Al llegar al comedor, Daisy comprobó que no era la última en llegar. Millie, que necesitaba disponer de los servicios de una de las doncellas de la casa, todavía no había bajado, y el señor Van Ewen tampoco. Florence no se encontraba allí, aunque sí Geneva, que parecía disfrutar de una animada charla con Lance y el señor Townsend, actitud que se estaba ganando una de las reprobatorias miradas de la añeja señorita Coddington.

—¡Santo cielo, Daisy! Estás tan bella como una ninfa de los bosques; ¿no está de acuerdo, señor Hamilton? —dijo la anfitriona en cuanto la muchacha apareció en la sala.

—Más aún —contestó Lance poniéndose en pie y retirando una silla para que su prometida tomara asiento.

—¡Sois tan afectuosos conmigo! Me he puesto el primer vestido que he encontrado. Y aún sigue algo arrugado después del viaje —dijo ella con fingida modestia mientras Lance procedía a llenarle la taza de té.

—Celebro poder disfrutar en mi casa de tu juventud y belleza. Cuando llegas a cierta edad, necesitas olvidar que todo cuanto conoces se va marchitando. Incluida tú misma.

—Geneva —intervino Sterling—, tú todavía estás muy lejos de eso.

—Gracias, querido. —Ella le tomó la mano sobre la mesa. Fue un gesto lo bastante íntimo como para que a Daisy le llamara la atención.

El mayordomo abrió la puerta justo antes de que Florence la atravesara. Llevaba una de sus habituales chaquetillas negras y una falda de color pardo tan funcional como pasada de moda. Tenía las pálidas mejillas arreboladas y algunos mechones de pelo se le habían soltado al quitarse el sombrero.

—Buenos días. Espero no llegar demasiado tarde.

—No te preocupes, querida, y sírvete cuanto te apetezca —la tranquilizó Geneva—. ¿Te ha sentado bien el paseo?

—Ha sido bastante vigorizante, la verdad —contestó mientras se servía y tomaba asiento junto a ellos—. Esperaba llegar hasta el mar antes de que se me echara la hora del desayuno encima, pero ha sido imposible. Había olvidado lo grande que es este lugar.

—¡Tengo una idea! —exclamó la anfitriona—. Mañana podríamos organizar una excursión a la playa, ¿verdad, Sterling? Los veranos aquí son bastante frescos y hay que aprovechar los días soleados como hoy.

—¡Excelente! Se lo comunicaré a la señora Woodgate para que prepare unas cestas.

—¿Has descansado bien, Florence? —preguntó Daisy con una dulce sonrisa pintada en el rostro—. Yo he dormido como una princesa sin guisante.
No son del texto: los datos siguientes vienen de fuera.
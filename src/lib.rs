//! Redis Cacher - A typed caching client for Redis-compatible stores
//!
//! Namespaced keys, scalar and structured values, counters, hashes, sorted
//! sets and lists, with one error type covering absence, type conflicts,
//! decoding failures and transport failures.

pub mod client;
pub mod codec;
pub mod config;
pub mod error;
pub mod executor;
pub mod tasks;

pub use client::{Cacher, KeyType, Namespacer};
pub use codec::{Codec, Format, Object, ToStore};
pub use config::{Network, Options};
pub use error::{CacheError, Result, TransportError};
pub use executor::{Command, Executor, MemoryExecutor, RedisExecutor, Reply};
pub use tasks::spawn_expiry_task;
//! In-Memory Executor
//!
//! An in-process keyspace with the store's command semantics: strings,
//! lists, hashes and sorted sets, TTL expiration and `WRONGTYPE` errors.
//! Useful for tests and for running a `Cacher` without a server.

mod commands;
mod entry;
mod pattern;
mod store;

use std::sync::Arc;

use async_trait::async_trait;
use tokio::sync::RwLock;

use super::{Command, Executor, Reply};
use crate::error::TransportError;

pub use entry::{CacheEntry, StoredValue};
pub use store::{MemoryStore, StoreError};

/// Executor over a shared [`MemoryStore`].
///
/// Clones share the same keyspace. Every command runs under the write lock,
/// so each command is atomic with respect to the others.
#[derive(Debug, Clone, Default)]
pub struct MemoryExecutor {
    store: Arc<RwLock<MemoryStore>>,
}

impl MemoryExecutor {
    /// Creates an executor over an empty keyspace.
    pub fn new() -> Self {
        Self::default()
    }

    /// Returns the shared store, e.g. for [`spawn_expiry_task`](crate::tasks::spawn_expiry_task).
    pub fn store(&self) -> Arc<RwLock<MemoryStore>> {
        Arc::clone(&self.store)
    }
}

#[async_trait]
impl Executor for MemoryExecutor {
    async fn execute(&self, command: Command) -> Result<Reply, TransportError> {
        // Write lock even for reads: lookups drop expired keys
        let mut store = self.store.write().await;
        Ok(commands::execute(&mut store, &command))
    }
}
—Bastante bien, gracias. Aunque he de confesar que me extrañó descubrir que se me había asignado la antigua habitación de tía Diana. Pensaba que, siendo la dueña, Geneva se habría instalado en ella —añadió dirigiéndose a ella.

—Cuando me mudé aquí, no me sentí con fuerzas para mover sus cosas. Y tampoco lo vi necesario. ¡Esta casa cuenta con tantas habitaciones hermosas! La verdad, creí que prepararla para ti era lo más correcto. Pero si no te sientes a gusto…

—¡En absoluto! —se disculpó—. Perdóname, no he querido parecer desconsiderada.

—Florence tiene por costumbre preguntárselo siempre todo —bromeó su hermana.

—No veo que eso sea un problema —comentó Lance levantando con sutileza la mirada azul del periódico.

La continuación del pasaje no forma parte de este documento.